We sought to identify cases of CNS vasculopathy, and specifically arteriopathy, among a large, multicenter prospective cohort of children with HIV infection and to identify presenting signs and symptoms. The primary objective of the study is to estimate the incidence of CNS vasculopathy in children with HIV infection, and to investigate potential risk factors for CNS vasculopathy-related events.
METHODS
Pediatric AIDS Clinical Trials Group (PACTG) 219/219C was a prospective, multicenter cohort study designed to assess the long-term consequences of HIV-1 infection and its treatments in HIV+ infants, children, and adolescents, as well as in utero/neonatal exposure to antiretroviral (ARV) drugs in HIV-1–exposed but uninfected (HEU) infants born to infected women. The original PACTG 219 study opened to enrollment on April 2, 1993 and was limited to children who were co-enrolled in another PACTG treatment trial or of children whose mothers participated in such a trial. The revised version, PACTG 219C, implemented on September 15, 2000, extended enrollment to any HIV+ or HEU child aged ≤21 years, regardless of previous participation or co-enrollment into PACTG clinical trials. PACTG 219C closed enrollment on April 25, 2006 and closed to follow-up on May 31, 2007. Further details on enrollment criteria for PACTG 219/219C have been previously published [12, 13]. The study was approved by the Institutional Review Board (IRB) at each participating institution. Written informed consent was obtained from each child's parent or legal guardian, with assent obtained from older children according to local IRB requirements. The study population for these analyses primarily focused on 3338 HIV+ infants, children, and youth who were enrolled into PACTG 219, PACTG 219C, or both between 1993 and April 2004; a comparison group of the 2354 HEU-enrolled children was included. All analyses included follow-up information through April 2004.

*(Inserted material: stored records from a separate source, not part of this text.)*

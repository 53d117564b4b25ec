// Copyright (c) 2026 The Aioli developers
// Licensed under the Apache License, Version 2.0
// <LICENSE-APACHE or
// http://www.apache.org/licenses/LICENSE-2.0> or the MIT
// license <LICENSE-MIT or http://opensource.org/licenses/MIT>,
// at your option. All files in the project carrying such
// notice may not be copied, modified, or distributed except
// according to those terms.

//! End-to-end tests over real sockets.

use std::io::{Read, Write};
use std::net::TcpStream;
use std::sync::atomic::{AtomicUsize, Ordering};
use std::sync::Arc;
use std::time::Duration;

use aioli::{
    Action, Request, RequestCtx, Response, RunMode, Server, TerminationCode, TerminationInfo,
    UploadAction,
};

fn connect(server: &Server) -> TcpStream {
    let stream = TcpStream::connect(server.addr().unwrap()).unwrap();
    stream
        .set_read_timeout(Some(Duration::from_secs(5)))
        .unwrap();
    stream
        .set_write_timeout(Some(Duration::from_secs(5)))
        .unwrap();
    stream
}

/// Reads one response: headers, then exactly `Content-Length` body bytes.
fn read_response(stream: &mut TcpStream) -> (String, Vec<u8>) {
    let mut buf = Vec::new();
    let mut byte = [0u8; 1];
    while !buf.ends_with(b"\r\n\r\n") {
        assert_eq!(stream.read(&mut byte).unwrap(), 1, "eof inside headers");
        buf.push(byte[0]);
    }
    let head = String::from_utf8(buf).unwrap();

    let content_length = head
        .lines()
        .find_map(|line| {
            let (name, value) = line.split_once(':')?;
            name.eq_ignore_ascii_case("Content-Length")
                .then(|| value.trim().parse::<usize>().unwrap())
        })
        .unwrap_or(0);

    let mut body = vec![0u8; content_length];
    stream.read_exact(&mut body).unwrap();
    (head, body)
}

fn hello_handler(request: &Request, _: &mut RequestCtx) -> Action {
    Action::Respond(Response::text(format!("hello {}", request.url())).into_shared())
}

#[test]
fn serves_and_keeps_alive() {
    let server = Server::builder()
        .bind("127.0.0.1:0".parse().unwrap())
        .handler(hello_handler)
        .start()
        .unwrap();

    let mut stream = connect(&server);

    stream
        .write_all(b"GET /one HTTP/1.1\r\nHost: localhost\r\n\r\n")
        .unwrap();
    let (head, body) = read_response(&mut stream);
    assert!(head.starts_with("HTTP/1.1 200 OK\r\n"), "head: {head}");
    assert!(head.contains("Connection: keep-alive\r\n"));
    assert_eq!(body, b"hello /one");

    // Same socket, second request.
    stream
        .write_all(b"GET /two HTTP/1.1\r\nHost: localhost\r\n\r\n")
        .unwrap();
    let (head, body) = read_response(&mut stream);
    assert!(head.starts_with("HTTP/1.1 200 OK\r\n"));
    assert_eq!(body, b"hello /two");

    server.stop();
    server.wait();
}

#[test]
fn pipelined_requests_on_one_socket() {
    let server = Server::builder()
        .bind("127.0.0.1:0".parse().unwrap())
        .handler(hello_handler)
        .start()
        .unwrap();

    let mut stream = connect(&server);
    stream
        .write_all(
            b"GET /a HTTP/1.1\r\nHost: l\r\n\r\nGET /b HTTP/1.1\r\nHost: l\r\n\r\n",
        )
        .unwrap();

    let (_, body) = read_response(&mut stream);
    assert_eq!(body, b"hello /a");
    let (_, body) = read_response(&mut stream);
    assert_eq!(body, b"hello /b");
}

#[test]
fn upload_roundtrip() {
    let handler = |_: &Request, _: &mut RequestCtx| Action::Upload {
        handler: Box::new(|_: &Request, chunk: &[u8]| {
            if chunk.is_empty() {
                UploadAction::Respond(Response::text("received").into_shared())
            } else {
                UploadAction::Continue
            }
        }),
        large_buffer_size: 0,
    };

    let server = Server::builder()
        .bind("127.0.0.1:0".parse().unwrap())
        .handler(handler)
        .start()
        .unwrap();

    let mut stream = connect(&server);
    stream
        .write_all(b"POST /up HTTP/1.1\r\nHost: l\r\nContent-Length: 11\r\n\r\nhello world")
        .unwrap();
    let (head, body) = read_response(&mut stream);
    assert!(head.starts_with("HTTP/1.1 200 OK\r\n"));
    assert_eq!(body, b"received");
}

#[test]
fn worker_pool_serves_many_connections() {
    let server = Server::builder()
        .bind("127.0.0.1:0".parse().unwrap())
        .run_mode(RunMode::WorkerPool(2))
        .handler(hello_handler)
        .start()
        .unwrap();

    for i in 0..6 {
        let mut stream = connect(&server);
        let request = format!("GET /c{i} HTTP/1.1\r\nHost: l\r\nConnection: close\r\n\r\n");
        stream.write_all(request.as_bytes()).unwrap();
        let (head, body) = read_response(&mut stream);
        assert!(head.contains("Connection: close\r\n"));
        assert_eq!(body, format!("hello /c{i}").into_bytes());
    }

    server.stop();
    server.wait();
}

#[test]
fn thread_per_connection_mode_works() {
    let server = Server::builder()
        .bind("127.0.0.1:0".parse().unwrap())
        .run_mode(RunMode::ThreadPerConnection)
        .handler(hello_handler)
        .start()
        .unwrap();

    let mut first = connect(&server);
    let mut second = connect(&server);

    second
        .write_all(b"GET /2 HTTP/1.1\r\nHost: l\r\n\r\n")
        .unwrap();
    let (_, body) = read_response(&mut second);
    assert_eq!(body, b"hello /2");

    first
        .write_all(b"GET /1 HTTP/1.1\r\nHost: l\r\n\r\n")
        .unwrap();
    let (_, body) = read_response(&mut first);
    assert_eq!(body, b"hello /1");
}

#[test]
fn chunked_response_over_the_wire() {
    let handler = |_: &Request, _: &mut RequestCtx| {
        Action::Respond(
            Response::from_producer(|| {
                Box::new(|pos: u64, buf: &mut [u8]| {
                    if pos < 8 {
                        buf[..4].copy_from_slice(b"data");
                        aioli::ProducerAction::chunk(4)
                    } else {
                        aioli::ProducerAction::finish()
                    }
                })
            })
            .into_shared(),
        )
    };

    let server = Server::builder()
        .bind("127.0.0.1:0".parse().unwrap())
        .handler(handler)
        .start()
        .unwrap();

    let mut stream = connect(&server);
    stream
        .write_all(b"GET /stream HTTP/1.1\r\nHost: l\r\nConnection: close\r\n\r\n")
        .unwrap();
    let mut wire = Vec::new();
    stream.read_to_end(&mut wire).unwrap();
    let wire = String::from_utf8(wire).unwrap();
    assert!(wire.contains("Transfer-Encoding: chunked\r\n"));
    assert_eq!(wire.matches("4\r\ndata\r\n").count(), 2);
    assert!(wire.ends_with("0\r\n\r\n"));
}

#[test]
fn termination_callback_fires_on_completed_requests() {
    struct Recording(Arc<AtomicUsize>);
    impl aioli::ServerHandler for Recording {
        fn on_request(&self, _: &Request, _: &mut RequestCtx) -> Action {
            Action::Respond(Response::text("bye").into_shared())
        }
        fn on_request_terminated(&self, info: &TerminationInfo<'_>) {
            if info.code == TerminationCode::CompletedOk {
                self.0.fetch_add(1, Ordering::SeqCst);
            }
        }
    }

    let completed = Arc::new(AtomicUsize::new(0));
    let server = Server::builder()
        .bind("127.0.0.1:0".parse().unwrap())
        .handler(Recording(completed.clone()))
        .start()
        .unwrap();

    let mut stream = connect(&server);
    stream
        .write_all(b"GET / HTTP/1.1\r\nHost: l\r\nConnection: close\r\n\r\n")
        .unwrap();
    let _ = read_response(&mut stream);

    server.stop();
    server.wait();
    assert_eq!(completed.load(Ordering::SeqCst), 1);
}

#[cfg(unix)]
#[test]
fn serves_unix_domain_sockets() {
    use std::os::unix::net::UnixStream;

    let dir = tempfile::tempdir().unwrap();
    let path = dir.path().join("aioli.sock");

    let server = Server::builder()
        .bind_unix(&path)
        .handler(hello_handler)
        .start()
        .unwrap();

    let mut stream = UnixStream::connect(&path).unwrap();
    stream
        .set_read_timeout(Some(Duration::from_secs(5)))
        .unwrap();
    stream
        .write_all(b"GET /uds HTTP/1.1\r\nHost: l\r\nConnection: close\r\n\r\n")
        .unwrap();
    let mut wire = Vec::new();
    stream.read_to_end(&mut wire).unwrap();
    let wire = String::from_utf8(wire).unwrap();
    assert!(wire.starts_with("HTTP/1.1 200 OK\r\n"));
    assert!(wire.ends_with("hello /uds"));

    server.stop();
    server.wait();
}

#[test]
fn idle_connections_time_out() {
    let server = Server::builder()
        .bind("127.0.0.1:0".parse().unwrap())
        .timeout(Some(Duration::from_millis(200)))
        .handler(hello_handler)
        .start()
        .unwrap();

    let mut stream = connect(&server);
    // Say nothing; the server should close us.
    let mut buf = [0u8; 16];
    let n = stream.read(&mut buf).unwrap();
    assert_eq!(n, 0, "expected the idle connection to be closed");
}
#[cfg(test)]
pub(crate) mod mock {
    //! Scripted in-memory transport for state-machine tests.
    //!
    //! The transport is a handle onto shared state, so a test can keep a
    //! clone after the connection has taken ownership of the original.

    use super::*;
    use std::collections::VecDeque;
    use std::sync::{Arc, Mutex};

    #[derive(Default)]
    pub(crate) struct MockState {
        /// Chunks returned by successive `recv` calls; `None` entries yield
        /// `WouldBlock` once.
        pub input: VecDeque<Option<Vec<u8>>>,
        /// Everything the engine sent.
        pub output: Vec<u8>,
        /// After the script runs dry: report an orderly remote close when
        /// true, otherwise `WouldBlock` forever.
        pub eof_when_empty: bool,
        /// Cap on bytes accepted per `send` call; exercises short writes.
        pub max_send: usize,
        pub hard_closed: bool,
        pub shut_wr: bool,
    }

    #[derive(Clone)]
    pub(crate) struct MockTransport {
        pub state: Arc<Mutex<MockState>>,
    }

    impl MockTransport {
        pub fn new() -> MockTransport {
            MockTransport {
                state: Arc::new(Mutex::new(MockState {
                    max_send: usize::MAX,
                    ..MockState::default()
                })),
            }
        }

        pub fn scripted(chunks: Vec<Vec<u8>>) -> MockTransport {
            let mock = MockTransport::new();
            mock.state.lock().unwrap().input = chunks.into_iter().map(Some).collect();
            mock
        }

        pub fn push_input(&self, bytes: &[u8]) {
            self.state
                .lock()
                .unwrap()
                .input
                .push_back(Some(bytes.to_vec()));
        }

        pub fn output(&self) -> Vec<u8> {
            self.state.lock().unwrap().output.clone()
        }

        pub fn output_str(&self) -> String {
            String::from_utf8_lossy(&self.output()).into_owned()
        }
    }

    impl Transport for MockTransport {
        fn recv(&mut self, buf: &mut [u8]) -> Result<usize, SocketError> {
            let mut state = self.state.lock().unwrap();
            match state.input.pop_front() {
                Some(Some(mut chunk)) => {
                    if chunk.len() > buf.len() {
                        let rest = chunk.split_off(buf.len());
                        state.input.push_front(Some(rest));
                    }
                    buf[..chunk.len()].copy_from_slice(&chunk);
                    Ok(chunk.len())
                }
                Some(None) => Err(SocketError::WouldBlock),
                None => {
                    if state.eof_when_empty {
                        Err(SocketError::RemoteClosed)
                    } else {
                        Err(SocketError::WouldBlock)
                    }
                }
            }
        }

        fn send(&mut self, buf: &[u8], _push: bool) -> Result<usize, SocketError> {
            let mut state = self.state.lock().unwrap();
            let n = buf.len().min(state.max_send);
            state.output.extend_from_slice(&buf[..n]);
            Ok(n)
        }

        fn set_nodelay(&mut self, _on: bool) {}

        fn set_cork(&mut self, _on: bool) {}

        fn set_linger_hard_close(&mut self) {
            self.state.lock().unwrap().hard_closed = true;
        }

        fn shut_wr(&mut self) {
            self.state.lock().unwrap().shut_wr = true;
        }

        fn peer_addr(&self) -> Option<SocketAddr> {
            Some("127.0.0.1:4000".parse().unwrap())
        }

        fn register(
            &mut self,
            _registry: &Registry,
            _token: Token,
            _interest: Interest,
        ) -> io::Result<()> {
            Ok(())
        }

        fn reregister(
            &mut self,
            _registry: &Registry,
            _token: Token,
            _interest: Interest,
        ) -> io::Result<()> {
            Ok(())
        }

        fn deregister(&mut self, _registry: &Registry) -> io::Result<()> {
            Ok(())
        }
    }
}
// Copyright (c) 2026 The Aioli developers
// Licensed under the Apache License, Version 2.0
// <LICENSE-APACHE or
// http://www.apache.org/licenses/LICENSE-2.0> or the MIT
// license <LICENSE-MIT or http://opensource.org/licenses/MIT>,
// at your option. All files in the project carrying such
// notice may not be copied, modified, or distributed except
// according to those terms.

//! Error taxonomy of the engine.
//!
//! The engine distinguishes *transport* errors (classified from the socket
//! layer, some of which are recoverable), *parse* errors (each mapped to a
//! canned HTTP status), and *response* errors (application misuse of a
//! response object). Recoverable transport errors never escape the event
//! loop; everything else terminates the connection.

use std::io;

quick_error! {
    /// Classified socket-level error.
    ///
    /// `WouldBlock` and `Interrupted` are recoverable: the engine clears the
    /// matching readiness bit and retries on the next loop cycle. All other
    /// kinds terminate the connection.
    #[derive(Debug)]
    pub enum SocketError {
        /// The operation would block; retry when the socket is ready again.
        WouldBlock {
            display("operation would block")
        }
        /// Interrupted by a signal; retry immediately.
        Interrupted {
            display("interrupted")
        }
        /// The peer performed an orderly shutdown.
        RemoteClosed {
            display("remote closed the connection")
        }
        ConnectionReset {
            display("connection reset by peer")
        }
        BrokenPipe {
            display("broken pipe")
        }
        NotConnected {
            display("socket is not connected")
        }
        /// The kernel ran out of socket buffers or memory.
        LowMemory {
            display("out of kernel memory for socket operation")
        }
        /// The operation is not supported on this transport (e.g. `sendfile`
        /// over TLS).
        Unsupported {
            display("operation not supported on this transport")
        }
        Io(err: io::Error) {
            source(err)
            display("I/O error: {}", err)
        }
    }
}

impl SocketError {
    /// Classifies an `io::Error` into a `SocketError` kind.
    pub fn classify(err: io::Error) -> SocketError {
        match err.kind() {
            io::ErrorKind::WouldBlock => SocketError::WouldBlock,
            io::ErrorKind::Interrupted => SocketError::Interrupted,
            io::ErrorKind::ConnectionReset | io::ErrorKind::ConnectionAborted => {
                SocketError::ConnectionReset
            }
            io::ErrorKind::BrokenPipe => SocketError::BrokenPipe,
            io::ErrorKind::NotConnected => SocketError::NotConnected,
            io::ErrorKind::UnexpectedEof => SocketError::RemoteClosed,
            _ => match err.raw_os_error() {
                Some(libc::ENOBUFS) | Some(libc::ENOMEM) => SocketError::LowMemory,
                _ => SocketError::Io(err),
            },
        }
    }

    /// True for errors that are retried on the next readiness cycle rather
    /// than terminating the connection.
    #[inline]
    pub fn is_transient(&self) -> bool {
        matches!(self, SocketError::WouldBlock | SocketError::Interrupted)
    }

    /// True when the peer is gone (orderly or not).
    #[inline]
    pub fn is_disconnect(&self) -> bool {
        matches!(
            self,
            SocketError::RemoteClosed
                | SocketError::ConnectionReset
                | SocketError::BrokenPipe
                | SocketError::NotConnected
        )
    }
}

quick_error! {
    /// Failure to parse an incoming request.
    ///
    /// Every variant maps to the status code of the canned response emitted
    /// before the connection is closed; see [`ParseError::status_code`].
    #[derive(Debug, Clone, PartialEq, Eq)]
    pub enum ParseError {
        MalformedRequestLine {
            display("malformed request line")
        }
        /// The request-target is not in a form this server accepts.
        BadRequestTarget {
            display("unacceptable request target")
        }
        /// HTTP version is not 1.0 or 1.1.
        UnsupportedVersion {
            display("unsupported HTTP version")
        }
        BadHeader {
            display("malformed header field")
        }
        /// `obs-fold` line continuation under the default strictness.
        ObsoleteFold {
            display("obsolete header folding")
        }
        /// A second occurrence of a header that must appear at most once.
        DuplicateHeader(name: &'static str) {
            display("duplicate {} header", name)
        }
        /// Both `Content-Length` and `Transfer-Encoding: chunked` present.
        ConflictingFraming {
            display("conflicting body framing headers")
        }
        /// `Transfer-Encoding` names a coding other than chunked.
        UnsupportedTransferEncoding {
            display("unsupported transfer encoding")
        }
        BadContentLength {
            display("invalid Content-Length value")
        }
        /// HTTP/1.1 request without a `Host` header.
        MissingHost {
            display("missing Host header")
        }
        /// The request line did not fit the read buffer.
        RequestLineTooLarge {
            display("request line exceeds buffer capacity")
        }
        /// The header block did not fit the read buffer, or there were too
        /// many fields.
        HeaderBlockTooLarge {
            display("header block exceeds buffer capacity")
        }
        /// The staged body (or a single field of it) exceeded its limit.
        BodyTooLarge {
            display("request body exceeds configured limit")
        }
        InvalidChunk {
            display("invalid chunked framing")
        }
    }
}

impl ParseError {
    /// The status code of the canned response emitted for this error.
    pub fn status_code(&self) -> u16 {
        match *self {
            ParseError::UnsupportedVersion => 505,
            ParseError::UnsupportedTransferEncoding => 501,
            ParseError::RequestLineTooLarge => 414,
            ParseError::HeaderBlockTooLarge => 431,
            ParseError::BodyTooLarge => 413,
            _ => 400,
        }
    }
}

quick_error! {
    /// Application misuse of a [`Response`](crate::Response).
    #[derive(Debug, Clone, PartialEq, Eq)]
    pub enum ResponseError {
        /// The response was already enqueued once and is immutable.
        Frozen {
            display("response is frozen and can no longer be modified")
        }
        /// The upgrade handler of a 101 response was already consumed.
        UpgradeConsumed {
            display("upgrade handler was already taken by an earlier request")
        }
    }
}

#[cfg(test)]
mod tests {
    use super::*;
    use std::io;

    #[test]
    fn classify_kinds() {
        let e = SocketError::classify(io::Error::from(io::ErrorKind::WouldBlock));
        assert!(e.is_transient());
        let e = SocketError::classify(io::Error::from(io::ErrorKind::BrokenPipe));
        assert!(e.is_disconnect());
        let e = SocketError::classify(io::Error::from_raw_os_error(libc::ENOBUFS));
        assert!(matches!(e, SocketError::LowMemory));
    }

    #[test]
    fn parse_error_statuses() {
        assert_eq!(ParseError::UnsupportedVersion.status_code(), 505);
        assert_eq!(ParseError::RequestLineTooLarge.status_code(), 414);
        assert_eq!(ParseError::HeaderBlockTooLarge.status_code(), 431);
        assert_eq!(ParseError::BodyTooLarge.status_code(), 413);
        assert_eq!(ParseError::ConflictingFraming.status_code(), 400);
        assert_eq!(ParseError::UnsupportedTransferEncoding.status_code(), 501);
    }
}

Suspect cases were selected if they carried a diagnosis of vasculitis, vasculopathy, stroke (either ischemic or hemorrhagic), transient ischemic attack, CNS infarction, CNS bleed, arteriovenous malformation, or aneurysm, suggesting CNS vasculopathy. All suspect cases were reviewed in detail by one of the authors and excluded if they were not related to a CNS event. Information obtained from the database included study version, date of study enrollment, gender, race and ethnicity, age at time of event, route of acquisition of HIV (vertical, horizontal, or transfusion-related), CD4+ count, and HIV viral load prior to event, Centers for Disease Control and Prevention (CDC) HIV disease classification, signs and symptoms at the time of the event, history of use of ARV drugs, whether the subject was on cART (defined as 3 or more drugs from at least 2 classes) at the time of the event, and all diagnoses reported since study enrollment. Requests for additional information were then sent to the site where the subjects received care, using a standardized case report form. Requested information included the results of evaluations performed at the time of the event including lumbar punctures, electroencephalograms (EEGs), and computerized tomography (CT) and magnetic resonance imaging (MRI) scans. Information was requested on other relevant conditions including chronic vasculopathy, seizure disorders, hypertension, renal disease, autoimmune disease, coincident illnesses, and hypercoagulable states. Exclusion criteria included thrombocytopenia at the time of CNS event, documented CNS infection other than HIV, primary CNS lymphoma, systemic lupus erythematosus, or a defined autoimmune disorder.
STATISTICAL METHODS
Summary statistics for characteristics of the children and adolescents developing CNS vasculopathy are reported. Incidence rates and corresponding confidence intervals (CIs) for vasculopathy were calculated overall and by calendar period based on a Poisson distribution. Statistical analyses were conducted using SAS version 8 (SAS Institute Inc, Cary, NC) and STATA version 9 (StataCorp, College Station, TX). We assume that a historical diagnosis of CNS vasculopathy would have been captured in PACTG 219C, although this may not have been the case in PACTG 219 because this prior study version collected only diagnoses that occurred while on study. Thus, in calculating the incidence rates for the development of CNS vasculopathy, the person-years of exposure time are assumed to start from birth for PACTG 219C participants and at enrollment for those enrolled only in PACTG 219.
RESULTS
We identified 51 subjects with diagnoses suggestive of CNS vasculopathy among the 3338 HIV+ subjects. After review, we excluded 27 as not being consistent with CNS vasculopathy. These subjects had either no clinical data supporting a CNS event, vasculopathy of a different organ system, or a CNS abnormality not related to vasculopathy such as cerebral atrophy, demyelination, or cerebellar dysfunction syndrome. Queries were sent to the clinical sites to obtain additional information on the remaining 24 cases. Results of 4 of these queries were inadequate to confirm a diagnosis of CNS vasculopathy. Eight other possible cases were excluded because the participating site did not respond or the site no longer participated in the study. The remaining 12 subjects were included in the analyses. Four of these subjects (33%) were diagnosed with a CNS event before enrollment, but they had sufficient prior data to include them in the analysis.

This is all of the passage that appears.